Figure 4. Wnt5a/JNK regulates orientation of cell division

(A, G) First time series (t=0) of time lapse experiments (Movie S7) on limb buds of WT/H2bGFP (A) or Wnt5a^−/−; H2bGFP (G) mouse embryos at E9.5. (B, H) Schematics representing the orientation of cell division (red arrows) from time lapse experiments in (A) and (G), respectively. (C–E, I–K) Enlargements of the dorsal (C, I), distal (D, J) and ventral (E, K) areas showing regional differences in the orientation of cell divisions. (F, L, P) Quantifications of the angle between the P-D axis and the axis of cell divisions identified from the time lapse experiments performed in WT H2bGFP (F) and Wnt5a^−/−; H2bGFP (L) mouse embryos at E9.5, and chick limb buds treated with SP600125 (P), respectively as shown in (A, G and M). The rosette graph is divided in bins of 5°, the relative proportion in percentage of cell division per bin is indicated on the radial axis. (M) First time series (t=0) from a time lapse experiment (see Movie S7) of chick limb bud explants electroporated with GFP (in green) and H2bRFP (in red) constructs and cultured in presence of the JNK inhibitor SP600125. (N) Schematic showing the net movement (arrows lengths) and the direction (arrowheads) of cells shown in (M). (O) Schematic representation of the direction of cell division (red arrows) shown in (M) (Q) Quantification of cell velocity ( first panel), efficiency, (second panel) and coherence (third panel) in the proximal, central and distal regions (represented by shades of orange, as schematized in the first panel of Figure 2D) of chick limb treated with SP600125.

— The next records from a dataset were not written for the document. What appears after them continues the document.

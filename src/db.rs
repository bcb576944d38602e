//! 数据库连接池与迁移管理
//! 提供 SQLite 连接池、迁移执行和健康检查

use crate::config::DatabaseConfig;
use secrecy::ExposeSecret;
use sqlx::{
    sqlite::{SqliteConnectOptions, SqliteJournalMode, SqlitePoolOptions},
    SqlitePool,
};
use std::{str::FromStr, time::Duration};

/// 写锁等待上限，超过后返回 SQLITE_BUSY
const BUSY_TIMEOUT: Duration = Duration::from_secs(5);

/// 解析连接串：文件库不存在时创建，开启 WAL
pub fn connect_options(config: &DatabaseConfig) -> Result<SqliteConnectOptions, DbError> {
    let options = SqliteConnectOptions::from_str(config.url.expose_secret())
        .map_err(|e| DbError::ConnectionFailed(format!("Invalid database url: {}", e)))?
        .create_if_missing(true)
        .journal_mode(SqliteJournalMode::Wal)
        .busy_timeout(BUSY_TIMEOUT);

    Ok(options)
}

/// 创建数据库连接池
pub async fn create_pool(config: &DatabaseConfig) -> Result<SqlitePool, DbError> {
    let options = connect_options(config)?;

    tracing::debug!("Creating database connection pool...");

    let pool = SqlitePoolOptions::new()
        .max_connections(config.max_connections)
        .min_connections(config.min_connections)
        .acquire_timeout(Duration::from_secs(config.acquire_timeout_secs))
        .idle_timeout(Duration::from_secs(config.idle_timeout_secs))
        .max_lifetime(Duration::from_secs(config.max_lifetime_secs))
        .test_before_acquire(true)
        .connect_with(options)
        .await
        .map_err(|e| {
            tracing::error!("Failed to create database pool: {}", e);
            DbError::ConnectionFailed(e.to_string())
        })?;

    tracing::info!(
        max_connections = config.max_connections,
        min_connections = config.min_connections,
        "Database pool created successfully"
    );

    Ok(pool)
}

/// 运行数据库迁移
pub async fn run_migrations(pool: &SqlitePool) -> Result<(), DbError> {
    tracing::info!("Running database migrations...");

    sqlx::migrate!("./migrations")
        .run(pool)
        .await
        .map_err(|e| {
            tracing::error!("Migration failed: {}", e);
            DbError::MigrationFailed(e.to_string())
        })?;

    tracing::info!("Migrations completed successfully");
    Ok(())
}

/// 数据库健康检查
pub async fn health_check(pool: &SqlitePool) -> HealthStatus {
    match sqlx::query("SELECT 1").fetch_one(pool).await {
        Ok(_) => {
            tracing::debug!("Database health check: OK");
            HealthStatus::Healthy
        }
        Err(e) => {
            tracing::warn!("Database health check failed: {}", e);
            HealthStatus::Unhealthy(e.to_string())
        }
    }
}

/// 记录数据库连接池指标
pub fn record_pool_metrics(pool: &SqlitePool) {
    metrics::gauge!("db.pool.size").set(pool.size() as f64);
    metrics::gauge!("db.pool.idle").set(pool.num_idle() as f64);
}

/// 数据库错误类型
#[derive(Debug, thiserror::Error)]
pub enum DbError {
    #[error("Connection failed: {0}")]
    ConnectionFailed(String),

    #[error("Migration failed: {0}")]
    MigrationFailed(String),
}

/// 健康状态
#[derive(Debug, Clone, PartialEq, Eq)]
pub enum HealthStatus {
    Healthy,
    Unhealthy(String),
}

impl HealthStatus {
    pub fn is_healthy(&self) -> bool {
        matches!(self, HealthStatus::Healthy)
    }
}
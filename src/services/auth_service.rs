//! 认证服务：注册、登录、令牌刷新、登出

use crate::{
    auth::{
        jwt::{JwtService, TokenClass, TokenPair},
        password::PasswordHasher,
    },
    config::SecurityConfig,
    error::AppError,
    models::{
        auth::{normalize_email, RegisterRequest},
        user::{NewUser, Role, User},
    },
    repository::CredentialStore,
};
use std::sync::Arc;
use validator::Validate;

/// Verified against when the email is unknown so both login failures cost the same.
const DUMMY_PASSWORD_HASH: &str =
    "$argon2id$v=19$m=19456,t=2,p=1$c29tZXNhbHRzb21lc2FsdA$AAAAAAAAAAAAAAAAAAAAAAAAAAAAAAAAAAAAAAAAAAA";

/// Result of a successful registration
#[derive(Debug, Clone)]
pub struct RegisteredSession {
    pub user: User,
    pub tokens: TokenPair,
}

/// Result of a successful refresh
#[derive(Debug, Clone)]
pub struct RefreshedAccess {
    pub access_token: String,
    pub expires_in: u64,
    pub user: User,
}

pub struct AuthService {
    store: Arc<dyn CredentialStore>,
    jwt_service: Arc<JwtService>,
    hasher: PasswordHasher,
    password_min_length: usize,
}

impl AuthService {
    pub fn new(
        store: Arc<dyn CredentialStore>,
        jwt_service: Arc<JwtService>,
        config: &SecurityConfig,
    ) -> Self {
        Self {
            store,
            jwt_service,
            hasher: PasswordHasher::new(),
            password_min_length: config.password_min_length,
        }
    }

    pub fn with_hasher(mut self, hasher: PasswordHasher) -> Self {
        self.hasher = hasher;
        self
    }

    /// 用户注册；注册即登录，直接签发令牌对
    pub async fn register(&self, req: RegisterRequest) -> Result<RegisteredSession, AppError> {
        let req = req.normalized();
        req.validate()?;

        if req.password.chars().count() < self.password_min_length {
            return Err(AppError::Validation(format!(
                "Password must be at least {} characters",
                self.password_min_length
            )));
        }

        if self.store.find_by_email(&req.email).await?.is_some() {
            tracing::debug!("Registration rejected: email already registered");
            return Err(AppError::DuplicateEmail);
        }

        let password_hash = self.hash_password(req.password).await?;

        let new_user = NewUser {
            username: req.username,
            email: req.email,
            password_hash,
            role: Role::Standard,
        };
        let id = self.store.insert(&new_user).await?;

        let user = User {
            id,
            username: new_user.username,
            email: new_user.email,
            password_hash: new_user.password_hash,
            role: new_user.role,
        };

        tracing::info!(user_id = user.id, "User registered");
        metrics::counter!("auth_registrations_total").increment(1);

        let tokens = self.issue_session(&user)?;

        Ok(RegisteredSession { user, tokens })
    }

    /// 用户登录；邮箱不存在与密码错误返回同一错误
    pub async fn login(&self, email: &str, password: &str) -> Result<TokenPair, AppError> {
        let email = normalize_email(email);

        let user = self.store.find_by_email(&email).await?;

        let hash = user
            .as_ref()
            .map(|u| u.password_hash.clone())
            .unwrap_or_else(|| DUMMY_PASSWORD_HASH.to_string());
        let password_ok = self.verify_password(password.to_string(), hash).await?;

        let user = match user {
            Some(user) if password_ok => user,
            _ => {
                tracing::debug!("Login rejected");
                metrics::counter!("auth_login_total", "outcome" => "rejected").increment(1);
                return Err(AppError::InvalidCredentials);
            }
        };

        tracing::info!(user_id = user.id, "User logged in");
        metrics::counter!("auth_login_total", "outcome" => "success").increment(1);

        self.issue_session(&user)
    }

    /// 刷新访问令牌；按当前存储的角色签发，刷新令牌不轮换
    pub async fn refresh_access(&self, refresh_token: &str) -> Result<RefreshedAccess, AppError> {
        let claims = self
            .jwt_service
            .verify(refresh_token, TokenClass::Refresh)
            .map_err(|e| {
                tracing::debug!(error = %e, "Refresh token rejected");
                metrics::counter!("auth_refresh_rejected_total").increment(1);
                AppError::InvalidRefreshToken
            })?;

        let user = self
            .store
            .find_by_id(claims.user_id)
            .await?
            .ok_or(AppError::UserNotFound)?;

        if user.role != claims.role {
            tracing::debug!(
                user_id = user.id,
                claimed = %claims.role,
                current = %user.role,
                "Role changed since refresh token was issued"
            );
        }

        let access_token = self
            .jwt_service
            .issue(user.id, user.role, TokenClass::Access)?;

        Ok(RefreshedAccess {
            access_token,
            expires_in: self.jwt_service.ttl_secs(TokenClass::Access),
            user,
        })
    }

    /// 登出：服务端无会话状态，由客户端丢弃令牌（HTTP 层清除 Cookie）
    pub fn logout(&self) {
        tracing::debug!("Logout requested");
    }

    /// Look up a user by id
    pub async fn get_user(&self, id: i64) -> Result<Option<User>, AppError> {
        self.store.find_by_id(id).await
    }

    fn issue_session(&self, user: &User) -> Result<TokenPair, AppError> {
        self.jwt_service.issue_pair(user.id, user.role)
    }

    async fn hash_password(&self, password: String) -> Result<String, AppError> {
        let hasher = self.hasher.clone();
        let hash = tokio::task::spawn_blocking(move || hasher.hash(&password))
            .await
            .map_err(|e| AppError::Internal(format!("Password hashing task failed: {}", e)))??;

        Ok(hash)
    }

    async fn verify_password(&self, password: String, hash: String) -> Result<bool, AppError> {
        let hasher = self.hasher.clone();
        tokio::task::spawn_blocking(move || hasher.verify(&password, &hash))
            .await
            .map_err(|e| AppError::Internal(format!("Password verification task failed: {}", e)))
    }
}
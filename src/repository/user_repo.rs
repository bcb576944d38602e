//! User repository (数据库访问层)

use crate::{
    error::AppError,
    models::user::{NewUser, User},
};
use async_trait::async_trait;
use sqlx::SqlitePool;

/// Credential persistence consumed by the session service
#[async_trait]
pub trait CredentialStore: Send + Sync {
    async fn find_by_email(&self, email: &str) -> Result<Option<User>, AppError>;

    async fn find_by_id(&self, id: i64) -> Result<Option<User>, AppError>;

    /// Insert a new record and return its id. A taken email is `DuplicateEmail`.
    async fn insert(&self, user: &NewUser) -> Result<i64, AppError>;
}

pub struct UserRepository {
    db: SqlitePool,
}

impl UserRepository {
    pub fn new(db: SqlitePool) -> Self {
        Self { db }
    }

    /// 列出用户
    pub async fn list(&self, limit: i64, offset: i64) -> Result<Vec<User>, AppError> {
        let users = sqlx::query_as::<_, User>(
            "SELECT id, username, email, password_hash, role FROM users ORDER BY id LIMIT ? OFFSET ?",
        )
        .bind(limit)
        .bind(offset)
        .fetch_all(&self.db)
        .await?;

        Ok(users)
    }
}

#[async_trait]
impl CredentialStore for UserRepository {
    /// 根据邮箱查找用户
    async fn find_by_email(&self, email: &str) -> Result<Option<User>, AppError> {
        let user = sqlx::query_as::<_, User>(
            "SELECT id, username, email, password_hash, role FROM users WHERE email = ?",
        )
        .bind(email)
        .fetch_optional(&self.db)
        .await?;

        Ok(user)
    }

    /// 根据 ID 查找用户
    async fn find_by_id(&self, id: i64) -> Result<Option<User>, AppError> {
        let user = sqlx::query_as::<_, User>(
            "SELECT id, username, email, password_hash, role FROM users WHERE id = ?",
        )
        .bind(id)
        .fetch_optional(&self.db)
        .await?;

        Ok(user)
    }

    /// 创建用户
    async fn insert(&self, user: &NewUser) -> Result<i64, AppError> {
        let result = sqlx::query(
            "INSERT INTO users (username, email, password_hash, role) VALUES (?, ?, ?, ?)",
        )
        .bind(&user.username)
        .bind(&user.email)
        .bind(&user.password_hash)
        .bind(user.role)
        .execute(&self.db)
        .await
        .map_err(|e| match e {
            sqlx::Error::Database(ref db_err) if db_err.is_unique_violation() => {
                AppError::DuplicateEmail
            }
            other => AppError::Database(other),
        })?;

        Ok(result.last_insert_rowid())
    }
}
//! HTTP 中间件
//! 应用状态与请求追踪

use axum::{
    extract::Request,
    http::{HeaderMap, HeaderValue, StatusCode},
    middleware::Next,
    response::Response,
};
use std::sync::Arc;
use std::time::Instant;
use tracing::Instrument;
use uuid::Uuid;

/// 应用状态
///
/// 服务使用 Arc 包装，多个请求共享同一实例，Clone 只是指针拷贝
#[derive(Clone)]
pub struct AppState {
    pub config: crate::config::AppConfig,
    pub db: sqlx::SqlitePool,
    pub user_repo: Arc<crate::repository::UserRepository>,
    pub auth_service: Arc<crate::services::AuthService>,
    pub jwt_service: Arc<crate::auth::jwt::JwtService>,
}

impl AppState {
    /// 由配置和连接池组装全部服务
    pub fn build(
        config: crate::config::AppConfig,
        db: sqlx::SqlitePool,
    ) -> Result<Self, crate::error::AppError> {
        let jwt_service = Arc::new(crate::auth::jwt::JwtService::from_config(&config.security)?);
        let user_repo = Arc::new(crate::repository::UserRepository::new(db.clone()));
        let auth_service = Arc::new(crate::services::AuthService::new(
            user_repo.clone(),
            jwt_service.clone(),
            &config.security,
        ));

        Ok(Self {
            config,
            db,
            user_repo,
            auth_service,
            jwt_service,
        })
    }
}

/// 请求追踪中间件
/// 为每个请求生成 trace_id 和 request_id，并记录指标
pub async fn request_tracking_middleware(req: Request, next: Next) -> Response {
    let trace_id = extract_or_generate_trace_id(req.headers());
    let request_id = Uuid::new_v4().to_string();

    let method = req.method().to_string();
    let uri = req.uri().path().to_string();

    let span = tracing::info_span!(
        "http_request",
        trace_id = %trace_id,
        request_id = %request_id,
        method = %method,
        uri = %uri,
    );

    async move {
        let start = Instant::now();

        let mut response = next.run(req).await;

        let elapsed = start.elapsed();

        let status = response.status();
        let method_name = method_label(&method);
        let status_label = status_class(status.as_u16());

        metrics::counter!("http_requests_total", "method" => method_name, "status" => status_label)
            .increment(1);
        if status == StatusCode::UNAUTHORIZED {
            metrics::counter!("http_unauthorized_total").increment(1);
        }
        metrics::histogram!("http_request_duration_seconds").record(elapsed.as_secs_f64());

        tracing::info!(
            method = %method,
            uri = %uri,
            status = status.as_u16(),
            elapsed_ms = elapsed.as_millis(),
            "Request completed"
        );

        // 在响应头中回写 trace_id / request_id
        if let Ok(value) = HeaderValue::from_str(&trace_id) {
            response.headers_mut().insert("x-trace-id", value);
        }
        if let Ok(value) = HeaderValue::from_str(&request_id) {
            response.headers_mut().insert("x-request-id", value);
        }

        response
    }
    .instrument(span)
    .await
}

/// 指标标签必须是静态字符串
fn method_label(method: &str) -> &'static str {
    match method {
        "GET" => "GET",
        "POST" => "POST",
        "OPTIONS" => "OPTIONS",
        _ => "OTHER",
    }
}

fn status_class(status: u16) -> &'static str {
    match status {
        200..=299 => "2xx",
        300..=399 => "3xx",
        400..=499 => "4xx",
        _ => "5xx",
    }
}

/// 从请求头中提取或生成 trace_id
fn extract_or_generate_trace_id(headers: &HeaderMap) -> String {
    headers
        .get("x-trace-id")
        .and_then(|v| v.to_str().ok())
        .map(|s| s.to_string())
        .unwrap_or_else(|| Uuid::new_v4().to_string())
}
//! Ownership policy for edit/delete operations on owned resources

use crate::{error::AppError, models::user::Role};

/// Admin always passes; everyone else must own the resource.
pub fn can_access(requester_id: i64, requester_role: Role, resource_owner_id: i64) -> bool {
    requester_role.is_admin() || requester_id == resource_owner_id
}

/// [`can_access`] as a guard for handlers
pub fn ensure_can_access(
    requester_id: i64,
    requester_role: Role,
    resource_owner_id: i64,
) -> Result<(), AppError> {
    if can_access(requester_id, requester_role, resource_owner_id) {
        return Ok(());
    }

    tracing::warn!(
        requester_id,
        role = %requester_role,
        resource_owner_id,
        "Permission denied"
    );
    Err(AppError::Forbidden)
}
//! # API REST
//!
//! REST API implementation for Guardian.
//!
//! Handles:
//! - HTTP endpoints with axum
//! - OpenAPI/Swagger documentation
//! - REST-specific concerns (JSON error bodies, status codes, CORS)
//!
//! Business logic lives in `guardian-core`; wire types come from `api-shared`.

#![warn(rust_2018_idioms)]

pub mod error;


use api_shared::{
    ChatReq, ChatRes, ErrorRes, HealthFormRecord, HealthProfile, HealthRes, HealthService,
    LoginReq, MessageRes, PredictAndSaveRes, SaveFormRes, SignupReq,
};
use axum::{
    extract::{Path as AxumPath, State},
    http::{header, StatusCode},
    response::{IntoResponse, Json, Response},
    routing::{get, post},
    Router,
};
use error::{ApiError, ApiJson};
use guardian_core::{
    repositories::forms::prepare_submission, AccountService, CoreConfig, CsvExporter,
    GuardianChat, GuardianError, HealthFormService, PredictionPayload, Predictor,
};
use guardian_uuid::RecordId;
use std::sync::Arc;
use tower_http::cors::CorsLayer;
use utoipa::OpenApi;
use utoipa_swagger_ui::SwaggerUi;

pub const ROOT_BANNER: &str = "GeneticGuardianAI backend is up";

/// Application state shared across REST API handlers.
#[derive(Clone)]
pub struct AppState {
    pub forms: Arc<HealthFormService>,
    pub accounts: Arc<AccountService>,
    pub exporter: Arc<CsvExporter>,
    pub predictor: Arc<dyn Predictor>,
    pub chat: Arc<GuardianChat>,
}

impl AppState {
    pub fn new(cfg: Arc<CoreConfig>, predictor: Arc<dyn Predictor>, chat: GuardianChat) -> Self {
        Self {
            forms: Arc::new(HealthFormService::new(cfg.clone())),
            accounts: Arc::new(AccountService::new(cfg.clone())),
            exporter: Arc::new(CsvExporter::new(cfg.csv_path().to_path_buf())),
            predictor,
            chat: Arc::new(chat),
        }
    }
}

#[derive(OpenApi)]
#[openapi(
    paths(
        health,
        signup,
        login,
        save_health_form,
        list_health_forms,
        get_health_form,
        download_csv,
        predict,
        predict_and_save,
        guardian_chat,
    ),
    components(schemas(
        HealthRes,
        MessageRes,
        ErrorRes,
        SignupReq,
        LoginReq,
        HealthProfile,
        HealthFormRecord,
        SaveFormRes,
        PredictAndSaveRes,
        ChatReq,
        ChatRes,
        api_shared::ChatMessage,
        api_shared::ChatRole,
        api_shared::Sex,
        api_shared::SmokingStatus,
        api_shared::AlcoholUse,
        api_shared::ActivityLevel,
    ))
)]
pub struct ApiDoc;

/// Builds the full REST router, including Swagger UI and permissive CORS.
pub fn router(state: AppState) -> Router {
    Router::new()
        .route("/", get(root))
        .route("/health", get(health))
        .route("/signup", post(signup))
        .route("/login", post(login))
        .route("/healthform/save", post(save_health_form))
        .route("/healthform/list/:username", get(list_health_forms))
        .route("/healthform/record/:id", get(get_health_form))
        .route("/download/user_data.csv", get(download_csv))
        .route("/predict", post(predict))
        .route("/predict-and-save", post(predict_and_save))
        .route("/api/guardian/chat", post(guardian_chat))
        .merge(SwaggerUi::new("/swagger-ui").url("/api-docs/openapi.json", ApiDoc::openapi()))
        .layer(CorsLayer::permissive())
        .with_state(state)
}

/// CSV failures never fail the request that triggered them.
fn export_submission(state: &AppState, form: &HealthProfile) {
    match state.exporter.append(form) {
        Ok(()) => tracing::debug!("appended submission to CSV"),
        Err(e) => tracing::error!("CSV write error: {:?}", e),
    }
}

async fn root() -> &'static str {
    ROOT_BANNER
}

#[utoipa::path(
    get,
    path = "/health",
    responses(
        (status = 200, description = "Health check response", body = HealthRes)
    )
)]
/// Health check endpoint for monitoring and load balancers.
#[axum::debug_handler]
async fn health(State(_state): State<AppState>) -> Json<HealthRes> {
    Json(HealthService::check_health())
}

#[utoipa::path(
    post,
    path = "/signup",
    request_body = SignupReq,
    responses(
        (status = 200, description = "Account created", body = MessageRes),
        (status = 400, description = "Invalid username, email or password", body = ErrorRes),
        (status = 409, description = "Username already taken", body = ErrorRes),
        (status = 500, description = "Internal server error", body = ErrorRes)
    )
)]
/// Register a new account.
#[axum::debug_handler]
async fn signup(
    State(state): State<AppState>,
    ApiJson(req): ApiJson<SignupReq>,
) -> Result<Json<MessageRes>, ApiError> {
    match state
        .accounts
        .signup(&req.username, &req.email, &req.password)
    {
        Ok(_) => Ok(Json(MessageRes {
            message: "User registered successfully".into(),
        })),
        Err(GuardianError::AccountExists(_)) => Err(ApiError::new(
            StatusCode::CONFLICT,
            ErrorRes::new("User already exists"),
        )),
        Err(GuardianError::InvalidInput(msg)) => Err(ApiError::bad_request(msg)),
        Err(e) => {
            tracing::error!("Signup error: {:?}", e);
            Err(ApiError::internal("Error registering user"))
        }
    }
}

#[utoipa::path(
    post,
    path = "/login",
    request_body = LoginReq,
    responses(
        (status = 200, description = "Credentials accepted", body = MessageRes),
        (status = 400, description = "Invalid credentials", body = ErrorRes),
        (status = 500, description = "Internal server error", body = ErrorRes)
    )
)]
/// Check a username and password.
///
/// Unknown users and wrong passwords get the same answer.
#[axum::debug_handler]
async fn login(
    State(state): State<AppState>,
    ApiJson(req): ApiJson<LoginReq>,
) -> Result<Json<MessageRes>, ApiError> {
    match state.accounts.login(&req.username, &req.password) {
        Ok(_) => Ok(Json(MessageRes {
            message: "Login successful".into(),
        })),
        Err(GuardianError::InvalidCredentials) => Err(ApiError::bad_request("Invalid credentials")),
        Err(e) => {
            tracing::error!("Login error: {:?}", e);
            Err(ApiError::internal("Error logging in"))
        }
    }
}

#[utoipa::path(
    post,
    path = "/healthform/save",
    request_body = HealthProfile,
    responses(
        (status = 200, description = "Health form stored", body = SaveFormRes),
        (status = 400, description = "Missing age, heightCm or weightKg", body = ErrorRes),
        (status = 500, description = "Internal server error", body = ErrorRes)
    )
)]
/// Store a health form and append it to the CSV export.
#[axum::debug_handler]
async fn save_health_form(
    State(state): State<AppState>,
    ApiJson(form): ApiJson<HealthProfile>,
) -> Result<Json<SaveFormRes>, ApiError> {
    const FAILED: &str = "Could not save health form";

    let prepared = prepare_submission(form).map_err(|e| ApiError::storage(e, FAILED))?;
    let record = state
        .forms
        .save(prepared.clone())
        .map_err(|e| ApiError::storage(e, FAILED))?;

    export_submission(&state, &prepared);

    Ok(Json(SaveFormRes {
        message: "Health form saved".into(),
        id: record.id,
    }))
}

#[utoipa::path(
    get,
    path = "/healthform/list/{username}",
    params(("username" = String, Path, description = "Value of userNameForLink")),
    responses(
        (status = 200, description = "Stored forms, newest first", body = [HealthFormRecord])
    )
)]
/// List the health forms linked to a user.
#[axum::debug_handler]
async fn list_health_forms(
    State(state): State<AppState>,
    AxumPath(username): AxumPath<String>,
) -> Json<Vec<HealthFormRecord>> {
    Json(state.forms.list_for_user(&username))
}

#[utoipa::path(
    get,
    path = "/healthform/record/{id}",
    params(("id" = String, Path, description = "Canonical 32-hex record id")),
    responses(
        (status = 200, description = "Stored form", body = HealthFormRecord),
        (status = 400, description = "Malformed id", body = ErrorRes),
        (status = 404, description = "No such record", body = ErrorRes),
        (status = 500, description = "Internal server error", body = ErrorRes)
    )
)]
/// Fetch one stored health form.
#[axum::debug_handler]
async fn get_health_form(
    State(state): State<AppState>,
    AxumPath(id): AxumPath<String>,
) -> Result<Json<HealthFormRecord>, ApiError> {
    let id = RecordId::parse(&id).map_err(|e| ApiError::bad_request(e.to_string()))?;
    state
        .forms
        .get(&id)
        .map(Json)
        .map_err(|e| ApiError::storage(e, "Could not fetch record"))
}

#[utoipa::path(
    get,
    path = "/download/user_data.csv",
    responses(
        (status = 200, description = "CSV export (text/csv attachment)"),
        (status = 404, description = "Nothing exported yet", body = ErrorRes)
    )
)]
/// Download the CSV export as an attachment.
#[axum::debug_handler]
async fn download_csv(State(state): State<AppState>) -> Result<Response, ApiError> {
    match state.exporter.read() {
        Ok(Some(bytes)) => Ok((
            [
                (header::CONTENT_TYPE, "text/csv; charset=utf-8"),
                (
                    header::CONTENT_DISPOSITION,
                    "attachment; filename=\"user_data.csv\"",
                ),
            ],
            bytes,
        )
            .into_response()),
        Ok(None) => Err(ApiError::not_found("CSV not found yet")),
        Err(e) => {
            tracing::error!("CSV read error: {:?}", e);
            Err(ApiError::internal("Could not read CSV"))
        }
    }
}

#[utoipa::path(
    post,
    path = "/predict",
    request_body = HealthProfile,
    responses(
        (status = 200, description = "Predictor verdict as a JSON object, passed through unchanged"),
        (status = 500, description = "Prediction failed", body = ErrorRes)
    )
)]
/// Run the risk predictor on a submission without storing it.
///
/// The body is read as a `HealthProfile`: keys outside the profile are dropped and never reach
/// the predictor.
#[axum::debug_handler]
async fn predict(
    State(state): State<AppState>,
    ApiJson(form): ApiJson<HealthProfile>,
) -> Result<Json<serde_json::Map<String, serde_json::Value>>, ApiError> {
    const FAILED: &str = "Prediction failed";

    let payload =
        PredictionPayload::from_profile(&form).map_err(|e| ApiError::prediction(FAILED, &e))?;

    match state.predictor.predict(&payload).await {
        Ok(result) => Ok(Json(result.into_map())),
        Err(e) => {
            tracing::error!("Predict error: {:?}", e);
            Err(ApiError::prediction(FAILED, &e))
        }
    }
}

#[utoipa::path(
    post,
    path = "/predict-and-save",
    request_body = HealthProfile,
    responses(
        (status = 200, description = "Stored and predicted", body = PredictAndSaveRes),
        (status = 400, description = "Missing age, heightCm or weightKg", body = ErrorRes),
        (status = 500, description = "Storage or prediction failed; `id` is set if the form was stored", body = ErrorRes)
    )
)]
/// Store a health form, export it and run the predictor on it.
///
/// A prediction failure after a successful save reports the stored record's id.
#[axum::debug_handler]
async fn predict_and_save(
    State(state): State<AppState>,
    ApiJson(form): ApiJson<HealthProfile>,
) -> Result<Json<PredictAndSaveRes>, ApiError> {
    let save_failed = |e: GuardianError| match e {
        GuardianError::InvalidInput(msg) => ApiError::bad_request(msg),
        other => {
            tracing::error!("predict-and-save error: {:?}", other);
            ApiError::internal_with_detail("Could not save and predict", other.to_string())
        }
    };

    let prepared = prepare_submission(form).map_err(save_failed)?;
    let record = state.forms.save(prepared.clone()).map_err(save_failed)?;

    export_submission(&state, &prepared);

    let prediction = match PredictionPayload::from_profile(&prepared) {
        Ok(payload) => state.predictor.predict(&payload).await,
        Err(e) => Err(e),
    };

    match prediction {
        Ok(result) => Ok(Json(PredictAndSaveRes {
            message: "Saved and predicted".into(),
            id: record.id,
            prediction: result.into_map(),
        })),
        Err(e) => {
            tracing::error!("Prediction after save failed: {:?}", e);
            let mut body = ErrorRes::new("Prediction failed after save").with_detail(e.to_string());
            body.id = Some(record.id);
            Err(ApiError::new(StatusCode::INTERNAL_SERVER_ERROR, body))
        }
    }
}

#[utoipa::path(
    post,
    path = "/api/guardian/chat",
    request_body = ChatReq,
    responses(
        (status = 200, description = "Assistant reply, or a one-line refusal for non-health questions", body = ChatRes),
        (status = 400, description = "Empty conversation or flagged content", body = ErrorRes),
        (status = 500, description = "AI service not configured, unavailable or silent", body = ErrorRes)
    )
)]
/// Ask the Guardian assistant.
#[axum::debug_handler]
async fn guardian_chat(
    State(state): State<AppState>,
    ApiJson(req): ApiJson<ChatReq>,
) -> Result<Json<ChatRes>, ApiError> {
    tracing::info!("guardian chat request with {} messages", req.messages.len());

    let reply = state.chat.reply(&req.messages).await?;
    Ok(Json(ChatRes { reply }))
}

Figure 5. FGF/MAPK signalling promotes cell movement

(A) Transverse section showing FGF8 expression detected by in situ hybridization in the distal ectoderm of a chick limb bud. (B) Transverse section of a limb bud stained with a phosphorylated-ERK/MAPK antibody. (C) Intensity profile of pERK (green line) and non specific red autofluorescence (red line) along the Proximal-Distal axis of the limb as shown in (B) correlated with the velocity of cells from the proximal, central and distal regions of the limb bud ( Columns) as shown in Figure 2D. (D) Transverse sections of chick embryos limb buds co-electroporated with constitutively active Mek (CA-MEK) and GFP constructs. (E) High magnification showing lamellipodia of electroporated, GFP expressing cells (white arrowheads). (F) Transverse sections of chick limb buds electroporated with both dominant negative MEK1 and GFP constructs. (G) High magnification showing filopodia protruding from cells electroporated with dominant negative MEK1 and GFP (white arrows). (H, K, N) First time series (t=0) of time lapse experiments (Movie S8) on chick limb buds electroporated with Constitutive active MEK1/GFP (K), GFP only (H, N) but cultured in presence of the MEK1 inhibitor U1026 (H), or GFP only and cultured with a bead soaked in FGF8 (N) (see movie S8). (I, L, O) Cell tracks from a time lapse experiment shown in (H), (K) and (N), respectively. (J, M, P) Schematics representing the net movement (arrows lengths) and direction (arrowheads) of cells tracked (I), (L), and (O), respectively. (Q) Left graph: quantifications of the velocity (in μm.min⁻¹, left panel) of cells electroporated with GFP-only (left bars), constitutive active MEK1 (central left bars), in presence of FGF8 beads (central right bars, yellow) or U0126 (right bars).within the proximal, central and distal regions (shades of green, see Fig. 2D) of the limb bud. Centre graph: Quantification of the efficiency of proximal cells of the limb electroporated with GFP only or in presence of a FGF8 bead (yellow). Right graph: quantification of the coherence of the movement of cells located within the proximal region of the limb bud electroporated with GFP (in green) or exposed to FGF8 beads (in red). Scale Bars in the lower right corner represent 50 μm.